Records drawn from a dataset:
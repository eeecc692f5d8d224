use serde::{Deserialize, Serialize};

/// Master tune offset for concert pitch, A = 440 Hz.
pub const A440_CENTS: i32 = 0;

/// Master tune offset for baroque pitch, A = 415 Hz.
pub const A415_CENTS: i32 = -101;

/// Clamp a gain value into `0.0..=1.0`. NaN collapses to silence.
#[inline]
pub fn clamp_volume(volume: f32) -> f32 {
    if volume.is_nan() {
        0.0
    } else {
        volume.clamp(0.0, 1.0)
    }
}

#[derive(Debug, Clone, Copy, PartialEq, Eq, Default, Serialize, Deserialize)]
#[serde(rename_all = "lowercase")]
pub enum PlaybackState {
    #[default]
    Stopped,
    Playing,
    Paused,
}

impl PlaybackState {
    pub fn is_playing(&self) -> bool {
        matches!(self, PlaybackState::Playing)
    }

    /// Map a player state change reported by the engine.
    ///
    /// Engines only distinguish playing from paused; a pause that came from a
    /// stop command carries `stopped = true`.
    pub fn from_player(state: PlayerState, stopped: bool) -> Self {
        match state {
            PlayerState::Playing => PlaybackState::Playing,
            PlayerState::Paused if stopped => PlaybackState::Stopped,
            PlayerState::Paused => PlaybackState::Paused,
        }
    }

    /// Text for the play/pause button.
    pub fn transport_label(&self) -> &'static str {
        if self.is_playing() { "Pause" } else { "Play" }
    }
}

/// Player state as reported by the notation engine.
#[derive(Debug, Clone, Copy, PartialEq, Eq)]
pub enum PlayerState {
    Paused,
    Playing,
}

/// Named reference pitches for the master tune control.
#[derive(Debug, Clone, Copy, PartialEq, Eq, Serialize, Deserialize)]
pub enum TuningPreset {
    A440,
    A415,
}

impl TuningPreset {
    pub fn cents(&self) -> i32 {
        match self {
            TuningPreset::A440 => A440_CENTS,
            TuningPreset::A415 => A415_CENTS,
        }
    }

    pub fn label(&self) -> &'static str {
        match self {
            TuningPreset::A440 => "A=440Hz",
            TuningPreset::A415 => "A=415Hz",
        }
    }
}

/// Master transport settings of a ready session.
#[derive(Debug, Clone, Copy, PartialEq)]
pub struct TransportState {
    pub master_volume: f32,
    pub master_tune_cents: i32,
    pub playback: PlaybackState,
}

impl TransportState {
    pub fn new(master_volume: f32, master_tune_cents: i32) -> Self {
        Self {
            master_volume: clamp_volume(master_volume),
            master_tune_cents,
            playback: PlaybackState::Stopped,
        }
    }

    pub fn cents_label(&self) -> String {
        format!("{} cents", self.master_tune_cents)
    }
}

impl Default for TransportState {
    fn default() -> Self {
        Self::new(1.0, A440_CENTS)
    }
}

/// Per-track playback settings as held by the engine.
#[derive(Debug, Clone, Copy, PartialEq)]
pub struct TrackPlayback {
    pub is_mute: bool,
    pub volume: f32,
}

impl Default for TrackPlayback {
    fn default() -> Self {
        Self {
            is_mute: false,
            volume: 1.0,
        }
    }
}

#[derive(Debug, Clone, PartialEq)]
pub struct EngineTrack {
    pub name: String,
    pub playback: TrackPlayback,
}

impl EngineTrack {
    pub fn new(name: impl Into<String>) -> Self {
        Self {
            name: name.into(),
            playback: TrackPlayback::default(),
        }
    }
}

/// A parsed score as reported by the engine's `ScoreParsed` event.
#[derive(Debug, Clone, Default, PartialEq)]
pub struct Score {
    pub title: String,
    pub artist: String,
    pub tracks: Vec<EngineTrack>,
}

impl Score {
    /// "Title - Artist", with placeholders for missing metadata.
    pub fn headline(&self) -> String {
        let title = non_empty(&self.title).unwrap_or("Untitled Score");
        let artist = non_empty(&self.artist).unwrap_or("Unknown Artist");
        format!("{title} - {artist}")
    }
}

fn non_empty(s: &str) -> Option<&str> {
    let trimmed = s.trim();
    (!trimmed.is_empty()).then_some(trimmed)
}

/// UI-facing control record for one engine track.
#[derive(Debug, Clone, PartialEq)]
pub struct TrackControl {
    pub index: usize,
    pub display_name: String,
    pub muted: bool,
    pub volume: f32,
    pub highlighted: bool,
}

impl TrackControl {
    pub fn from_engine(index: usize, track: &EngineTrack) -> Self {
        let display_name = non_empty(&track.name)
            .map(str::to_string)
            .unwrap_or_else(|| format!("Track {}", index + 1));

        Self {
            index,
            display_name,
            muted: track.playback.is_mute,
            volume: clamp_volume(track.playback.volume),
            highlighted: false,
        }
    }

    /// Text for the mute button: the action a click would perform.
    pub fn mute_label(&self) -> &'static str {
        if self.muted { "Unmute" } else { "Mute" }
    }
}

/// Structured error categories an engine may attach to an error event.
#[derive(Debug, Clone, Copy, PartialEq, Eq)]
pub enum EngineErrorKind {
    ScoreLoad,
    SoundFontLoad,
}

/// Payload of the engine's error event. Either part may be missing.
#[derive(Debug, Clone, Default, PartialEq)]
pub struct EngineFault {
    pub kind: Option<EngineErrorKind>,
    pub message: Option<String>,
}

impl EngineFault {
    pub fn new(kind: EngineErrorKind, message: impl Into<String>) -> Self {
        Self {
            kind: Some(kind),
            message: Some(message.into()),
        }
    }

    pub fn message(message: impl Into<String>) -> Self {
        Self {
            kind: None,
            message: Some(message.into()),
        }
    }
}

/// Lifecycle notifications pushed by an engine instance.
#[derive(Debug, Clone, PartialEq)]
pub enum EngineEvent {
    /// The score finished parsing. `None` when the engine fired without a score.
    ScoreParsed(Option<Score>),
    RenderFinished,
    PlayerStateChanged { state: PlayerState, stopped: bool },
    PlayerFinished,
    Error(EngineFault),
}

#[cfg(test)]
mod tests {
    use super::*;

    #[test]
    fn test_clamp_volume() {
        assert_eq!(clamp_volume(-0.5), 0.0);
        assert_eq!(clamp_volume(0.25), 0.25);
        assert_eq!(clamp_volume(3.0), 1.0);
        assert_eq!(clamp_volume(f32::NAN), 0.0);
    }

    #[test]
    fn test_playback_from_player() {
        assert_eq!(
            PlaybackState::from_player(PlayerState::Playing, false),
            PlaybackState::Playing
        );
        assert_eq!(
            PlaybackState::from_player(PlayerState::Paused, false),
            PlaybackState::Paused
        );
        assert_eq!(
            PlaybackState::from_player(PlayerState::Paused, true),
            PlaybackState::Stopped
        );
    }

    #[test]
    fn test_transport_label_follows_playback() {
        assert_eq!(PlaybackState::Playing.transport_label(), "Pause");
        assert_eq!(PlaybackState::Paused.transport_label(), "Play");
        assert_eq!(PlaybackState::Stopped.transport_label(), "Play");
    }

    #[test]
    fn test_tuning_presets() {
        assert_eq!(TuningPreset::A440.cents(), 0);
        assert_eq!(TuningPreset::A415.cents(), -101);
    }

    #[test]
    fn test_transport_defaults() {
        let transport = TransportState::default();
        assert_eq!(transport.master_volume, 1.0);
        assert_eq!(transport.master_tune_cents, 0);
        assert_eq!(transport.playback, PlaybackState::Stopped);
        assert_eq!(transport.cents_label(), "0 cents");
    }

    #[test]
    fn test_score_headline_fallbacks() {
        let score = Score::default();
        assert_eq!(score.headline(), "Untitled Score - Unknown Artist");

        let score = Score {
            title: "Air".to_string(),
            artist: "J. S. Bach".to_string(),
            tracks: vec![],
        };
        assert_eq!(score.headline(), "Air - J. S. Bach");
    }

    #[test]
    fn test_track_control_from_engine() {
        let mut track = EngineTrack::new("");
        track.playback = TrackPlayback {
            is_mute: true,
            volume: 1.7,
        };

        let control = TrackControl::from_engine(2, &track);
        assert_eq!(control.index, 2);
        assert_eq!(control.display_name, "Track 3");
        assert!(control.muted);
        assert_eq!(control.volume, 1.0);
        assert!(!control.highlighted);
        assert_eq!(control.mute_label(), "Unmute");
    }
}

* [Task objective] What lines of the data include the word "offset"? Copy each of them.

* [Written solution]
/// Master tune offset for concert pitch, A = 440 Hz.
/// Master tune offset for baroque pitch, A = 415 Hz.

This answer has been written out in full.